What the task requires:
The expected response is the full set of records, unchanged.

Supplied data:

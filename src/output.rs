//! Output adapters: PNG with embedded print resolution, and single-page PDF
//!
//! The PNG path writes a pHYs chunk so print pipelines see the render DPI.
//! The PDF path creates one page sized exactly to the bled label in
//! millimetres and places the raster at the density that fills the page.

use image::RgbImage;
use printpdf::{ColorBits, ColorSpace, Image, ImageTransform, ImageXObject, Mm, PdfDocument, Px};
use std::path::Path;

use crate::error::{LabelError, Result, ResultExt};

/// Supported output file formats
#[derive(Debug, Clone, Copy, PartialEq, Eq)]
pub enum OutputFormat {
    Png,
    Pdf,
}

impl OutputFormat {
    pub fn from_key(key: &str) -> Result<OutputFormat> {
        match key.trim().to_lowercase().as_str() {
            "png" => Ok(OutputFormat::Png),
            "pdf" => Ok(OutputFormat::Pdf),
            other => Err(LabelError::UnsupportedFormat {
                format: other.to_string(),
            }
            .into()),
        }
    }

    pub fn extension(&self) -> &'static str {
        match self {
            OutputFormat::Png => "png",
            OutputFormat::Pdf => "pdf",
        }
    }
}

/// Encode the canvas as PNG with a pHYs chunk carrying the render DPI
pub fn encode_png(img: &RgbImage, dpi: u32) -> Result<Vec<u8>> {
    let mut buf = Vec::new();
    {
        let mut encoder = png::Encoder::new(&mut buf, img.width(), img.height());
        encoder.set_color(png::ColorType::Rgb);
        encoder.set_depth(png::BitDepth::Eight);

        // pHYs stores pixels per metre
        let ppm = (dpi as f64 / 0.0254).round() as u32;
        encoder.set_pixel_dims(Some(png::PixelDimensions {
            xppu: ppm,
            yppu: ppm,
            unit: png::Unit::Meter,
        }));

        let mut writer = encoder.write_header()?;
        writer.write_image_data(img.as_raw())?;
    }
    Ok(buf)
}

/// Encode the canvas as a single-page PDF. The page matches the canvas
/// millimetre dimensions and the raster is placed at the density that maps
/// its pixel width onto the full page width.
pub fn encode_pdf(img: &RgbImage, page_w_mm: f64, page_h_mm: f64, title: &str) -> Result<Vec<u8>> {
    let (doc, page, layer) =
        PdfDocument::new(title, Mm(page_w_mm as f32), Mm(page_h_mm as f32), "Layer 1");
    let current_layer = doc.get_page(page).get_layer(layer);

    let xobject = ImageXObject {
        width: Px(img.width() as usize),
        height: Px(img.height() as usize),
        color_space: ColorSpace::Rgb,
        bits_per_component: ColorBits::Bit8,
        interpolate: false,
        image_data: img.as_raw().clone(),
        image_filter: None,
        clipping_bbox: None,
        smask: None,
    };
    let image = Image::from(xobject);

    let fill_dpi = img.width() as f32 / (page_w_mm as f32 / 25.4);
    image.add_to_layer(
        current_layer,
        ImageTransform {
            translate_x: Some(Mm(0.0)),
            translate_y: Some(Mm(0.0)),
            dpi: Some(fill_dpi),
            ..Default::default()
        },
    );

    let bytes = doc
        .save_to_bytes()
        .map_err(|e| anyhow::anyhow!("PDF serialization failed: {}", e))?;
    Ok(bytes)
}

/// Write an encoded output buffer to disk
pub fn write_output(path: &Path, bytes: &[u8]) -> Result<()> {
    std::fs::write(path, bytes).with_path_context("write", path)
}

Solution to the problem:
filename src/output.rs
//! Output adapters: PNG with embedded print resolution, and single-page PDF
//!
//! The PNG path writes a pHYs chunk so print pipelines see the render DPI.
//! The PDF path creates one page sized exactly to the bled label in
//! millimetres and places the raster at the density that fills the page.

use image::RgbImage;
use printpdf::{ColorBits, ColorSpace, Image, ImageTransform, ImageXObject, Mm, PdfDocument, Px};
use std::path::Path;

use crate::error::{LabelError, Result, ResultExt};

/// Supported output file formats
#[derive(Debug, Clone, Copy, PartialEq, Eq)]
pub enum OutputFormat {
    Png,
    Pdf,
}

impl OutputFormat {
    pub fn from_key(key: &str) -> Result<OutputFormat> {
        match key.trim().to_lowercase().as_str() {
            "png" => Ok(OutputFormat::Png),
            "pdf" => Ok(OutputFormat::Pdf),
            other => Err(LabelError::UnsupportedFormat {
                format: other.to_string(),
            }
            .into()),
        }
    }

    pub fn extension(&self) -> &'static str {
        match self {
            OutputFormat::Png => "png",
            OutputFormat::Pdf => "pdf",
        }
    }
}

/// Encode the canvas as PNG with a pHYs chunk carrying the render DPI
pub fn encode_png(img: &RgbImage, dpi: u32) -> Result<Vec<u8>> {
    let mut buf = Vec::new();
    {
        let mut encoder = png::Encoder::new(&mut buf, img.width(), img.height());
        encoder.set_color(png::ColorType::Rgb);
        encoder.set_depth(png::BitDepth::Eight);

        // pHYs stores pixels per metre
        let ppm = (dpi as f64 / 0.0254).round() as u32;
        encoder.set_pixel_dims(Some(png::PixelDimensions {
            xppu: ppm,
            yppu: ppm,
            unit: png::Unit::Meter,
        }));

        let mut writer = encoder.write_header()?;
        writer.write_image_data(img.as_raw())?;
    }
    Ok(buf)
}

/// Encode the canvas as a single-page PDF. The page matches the canvas
/// millimetre dimensions and the raster is placed at the density that maps
/// its pixel width onto the full page width.
pub fn encode_pdf(img: &RgbImage, page_w_mm: f64, page_h_mm: f64, title: &str) -> Result<Vec<u8>> {
    let (doc, page, layer) =
        PdfDocument::new(title, Mm(page_w_mm as f32), Mm(page_h_mm as f32), "Layer 1");
    let current_layer = doc.get_page(page).get_layer(layer);

    let xobject = ImageXObject {
        width: Px(img.width() as usize),
        height: Px(img.height() as usize),
        color_space: ColorSpace::Rgb,
        bits_per_component: ColorBits::Bit8,
        interpolate: false,
        image_data: img.as_raw().clone(),
        image_filter: None,
        clipping_bbox: None,
        smask: None,
    };
    let image = Image::from(xobject);

    let fill_dpi = img.width() as f32 / (page_w_mm as f32 / 25.4);
    image.add_to_layer(
        current_layer,
        ImageTransform {
            translate_x: Some(Mm(0.0)),
            translate_y: Some(Mm(0.0)),
            dpi: Some(fill_dpi),
            ..Default::default()
        },
    );

    let bytes = doc
        .save_to_bytes()
        .map_err(|e| anyhow::anyhow!("PDF serialization failed: {}", e))?;
    Ok(bytes)
}

/// Write an encoded output buffer to disk
pub fn write_output(path: &Path, bytes: &[u8]) -> Result<()> {
    std::fs::write(path, bytes).with_path_context("write", path)
}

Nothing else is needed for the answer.